Sunday, June 21, 2020

Plant Story--Spiderwort, Tradescantia

Tradescantia flowers

Spiderwort, Tradescantia (spiderwort and dayflower family, Commelinaceae), is a native wildflower. The flowers come in shades from blue to white or pink (much color variation within species). Spider in the name refers to the visual effect of looking spidery, wort is an old word meaning plant.
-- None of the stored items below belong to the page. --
#[cfg(feature = "html_trace_bt")]
extern crate backtrace;

/* This is to work around a false positive for the clippy warning
 * `match_on_same_arms`.
 * See https://github.com/Manishearth/rust-clippy/issues/1390
 */
#[cfg(not(feature = "html_trace"))]
#[inline(always)]
pub fn nop() {}

#[cfg(feature = "html_trace_bt")]
#[macro_export]
#[doc(hidden)]
macro_rules! html_trace {
    ($fmt:expr) => {
         let bt = ::backtrace::Backtrace::new();
         ::log::trace!( concat!($fmt, " at {:?}"), bt );
    };
    ($fmt:expr, $( $args:expr ),*) => {
         let bt = ::backtrace::Backtrace::new();
         ::log::trace!( concat!($fmt, " at {:?}"), $( $args ),* , bt );
    };
}
#[cfg(all(feature = "html_trace", not(feature = "html_trace_bt")))]
#[macro_export]
#[doc(hidden)]
macro_rules! html_trace {
    ($fmt:expr) => {
         ::log::trace!( $fmt );
    };
    ($fmt:expr, $( $args:expr ),*) => {
         ::log::trace!( $fmt, $( $args ),* );
    };
}
#[cfg(not(feature = "html_trace"))]
#[macro_export]
#[doc(hidden)]
macro_rules! html_trace {
    ($fmt:expr) => { $crate::macros::nop(); };
    ($fmt:expr, $( $args:expr ),*) => { $crate::macros::nop(); };
}

#[cfg(feature = "html_trace")]
#[macro_export]
#[doc(hidden)]
macro_rules! html_trace_quiet {
    ($fmt:expr) => {
         ::log::debug!( $fmt );
    };
    ($fmt:expr, $( $args:expr ),*) => {
         ::log::debug!( $fmt, $( $args ),* );
    };
}

#[cfg(not(feature = "html_trace"))]
#[macro_export]
#[doc(hidden)]
macro_rules! html_trace_quiet {
    ($fmt:expr) => { $crate::macros::nop(); };
    ($fmt:expr, $( $args:expr ),*) => { $crate::macros::nop(); };
}
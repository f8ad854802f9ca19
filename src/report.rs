//! Run-level aggregation: score summaries and ROC sweeps.
//!
//! Per-window [`DetectionScore`]s are the engine's terminal artifact; this
//! module reduces a run of them to the numbers experiment harnesses compare:
//! mean fused score, flagged fraction, and receiver operating characteristic
//! curves between a clean and an attacked score population. Everything here
//! serializes, persistence stays with the caller.

use serde::{Deserialize, Serialize};

use crate::error::InputError;
use crate::types::DetectionScore;

/// Aggregate outcome of one scored run.
#[derive(Debug, Clone, Copy, PartialEq, Serialize, Deserialize)]
pub struct RunSummary {
    /// Number of windows scored.
    pub windows: usize,
    /// Mean fused score across the run.
    pub mean_fused: f64,
    /// Fraction of windows with a spoof verdict.
    pub spoof_fraction: f64,
    /// Windows whose scoring overran the latency budget.
    pub latency_violations: usize,
    /// Threshold the run was scored against.
    pub threshold: f64,
}

impl RunSummary {
    /// Reduce a run of window scores to its summary.
    ///
    /// All scores in a run come from one frozen context, so the threshold is
    /// taken from the first record.
    pub fn from_scores(scores: &[DetectionScore]) -> Result<Self, InputError> {
        if scores.is_empty() {
            return Err(InputError::EmptyCorpus {
                corpus: "detection scores",
            });
        }
        let windows = scores.len();
        let mean_fused = scores.iter().map(|s| s.fused_score).sum::<f64>() / windows as f64;
        let flagged = scores.iter().filter(|s| s.verdict.is_spoof()).count();
        let latency_violations = scores.iter().filter(|s| s.latency_exceeded).count();
        Ok(Self {
            windows,
            mean_fused,
            spoof_fraction: flagged as f64 / windows as f64,
            latency_violations,
            threshold: scores[0].threshold_used,
        })
    }

    /// Run-level detection: mean fused score over the calibrated threshold.
    pub fn detected(&self) -> bool {
        self.mean_fused > self.threshold
    }
}

/// One operating point of an ROC sweep.
#[derive(Debug, Clone, Copy, PartialEq, Serialize, Deserialize)]
pub struct RocPoint {
    /// Decision threshold; windows with `fused_score >= threshold` count as
    /// detections at this point.
    pub threshold: f64,
    /// Fraction of clean windows flagged at this threshold.
    pub false_positive_rate: f64,
    /// Fraction of attacked windows flagged at this threshold.
    pub true_positive_rate: f64,
}

/// Sweep a detection threshold across two score populations.
///
/// Thresholds run over every fused score observed in either population,
/// descending, with one synthetic point above the maximum so the curve
/// starts at (0, 0); it ends at (1, 1) by construction. Rates are
/// nondecreasing along the returned points.
pub fn roc_points(
    clean: &[DetectionScore],
    attacked: &[DetectionScore],
) -> Result<Vec<RocPoint>, InputError> {
    if clean.is_empty() {
        return Err(InputError::EmptyCorpus {
            corpus: "clean detection scores",
        });
    }
    if attacked.is_empty() {
        return Err(InputError::EmptyCorpus {
            corpus: "attacked detection scores",
        });
    }

    let mut thresholds: Vec<f64> = clean
        .iter()
        .chain(attacked)
        .map(|s| s.fused_score)
        .collect();
    thresholds.sort_by(|a, b| b.total_cmp(a));
    thresholds.dedup();

    let rate = |scores: &[DetectionScore], t: f64| {
        scores.iter().filter(|s| s.fused_score >= t).count() as f64 / scores.len() as f64
    };

    let mut points = Vec::with_capacity(thresholds.len() + 1);
    points.push(RocPoint {
        threshold: thresholds[0] + 1.0,
        false_positive_rate: 0.0,
        true_positive_rate: 0.0,
    });
    for t in thresholds {
        points.push(RocPoint {
            threshold: t,
            false_positive_rate: rate(clean, t),
            true_positive_rate: rate(attacked, t),
        });
    }
    Ok(points)
}

/// Area under an ROC curve by trapezoidal integration.
///
/// Expects points ordered as [`roc_points`] returns them; fewer than two
/// points have no area.
pub fn auc(points: &[RocPoint]) -> f64 {
    points
        .windows(2)
        .map(|pair| {
            let width = pair[1].false_positive_rate - pair[0].false_positive_rate;
            let height = 0.5 * (pair[0].true_positive_rate + pair[1].true_positive_rate);
            width * height
        })
        .sum()
}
Here it is looking spidery: 

                                 spidery spiderwort

Linneaus named the plant for John Tradescant. Since there were two John Tradescants known to Linnaeus, John Tradescant the Elder (1570s-1638) and his son John Tradescant the Younger (1608-1662), almost certainly for both of them. Both were English botanists and gardeners to King Charles I of England. John the Younger went on three plant-finding expeditions to the English colony in Virginia and brought back many plants, including, in 1629, the plant later named after him, Tradescantia virginiana

There are 30 species of Tradescantia in North America, 75 in the world, all from the Americas. Of those native to the United States, 20 species have very limited ranges (they are especially numerous in Texas), only 5--longbract spiderwort, T. bracteata, western or prairie spiderwort T. occidentalis, tall spiderwort or bluejacket, T. ohiensis, zigzag spiderwort, T. subaspera and Virginia spiderwort T. virginiana--are very widespread. In North America the genus is mainly in the east and southeast. The ornamental plant, wandering-jew, is a south American Tradescantia, T. zebrina. It is sufficiently weedy that it gives all Tradescantia species a bad name. Other species have become problem invasives elsewhere in the world, for example in Australia (example).

spiderwort and bee
Spiderwort in my garden, with native bee

However,  the North American native spiderworts with which I am familiar (prairie spiderwort,  longbract spiderwort, and bluejacket) are not very aggressive. They can and do spread, sending a rhizome along the ground so that a shoot pops up at a distance, but they do not form thick clumps or smother other plants, rather integrate themselves into the plant community.

spiderworts in grass
wild spiderworts in the grassland

They will flower all summer if conditions are good. The flowers are bright, whether blue or pink. (In the "old days" of cameras with film, spiderwort was one of the flowers that fooled the film--or the eye--because a plant would photograph much pinker than it had looked.) Individual flowers only last one day. They open early but fade in the heat of the day. The beautiful display of color in the morning light is gone by late afternoon. Get out early to enjoy them.

Native Americans used spiderwort to treat a number of conditions, from stomachache to infections to "craziness". It was also food, the shoots eaten alone raw or cooked, or combined with other grins.

spiderwort, Tradescantia

Spiderwort has one of the oddest uses I know: as an indicator of ionizing radiation. X-rays and gamma rays will turn the blue hairs of the stamens, pink. The blue color in those cells very easily mutates when hit by ionizing radiation, turning pink. Thus, they have been used as bioassay to detect the presence of radiation. I don't have a good photo to show the little hairs along the stamen, but they make the filaments leading to the yellow anthers look fuzzy. (flower parts diagram link). Beyond stamen hair mutations, spiderwort plants appears particularly sensitive to ionizing radiation, growing very poorly where much is present, so are a good general indicator species for radiation. 

stamens of spiderwort
the stamens, where radiation will turn the cells pink
                                
The various species of spiderwort, from different parts of the Americas, rather easily hybridize, creating hard-to-identify intermediate plants. 

From the spidery look and blue or purple 3-petaled flowers, spiderworts readily recognized, even when you are traveling far from home. Watch for them. 

Comments and corrections welcome.
pink spiderwort flowers

References
Ibrahim, R., R. Hussin, N. S. Mohd and N. Taleb. Plants as warning signal for exposure to low dose radiation. inis.iaea.org link Accessed 6/18/20
Rechel, A. E. and W.F. Campbell. 1979. The effects of radiation from uranium mill tailings on Tradescantia. Great Basin Naturalist. 38 (4)" 456-462.
Webster, B. 1979. Flower is detector of slight radiation. The New York Times 25 April 1979.  link Accessed 6/18/20

Kathy Keeler, A Wandering Botanist

1 comment:

  1. Thank you Kathy Keeler, A Wandering Botanist, for your unique data for this wildflower!! I have several of these flowers on a sand ridge here in Tama County, Iowa.

    This ridge is the western edge of the glacier covering the Central United States many years ago. White Sage blew in as the glacier was melting and I was wondering if this Spiderwort might have arrived here then as well or if just gets transported by regular storms and such.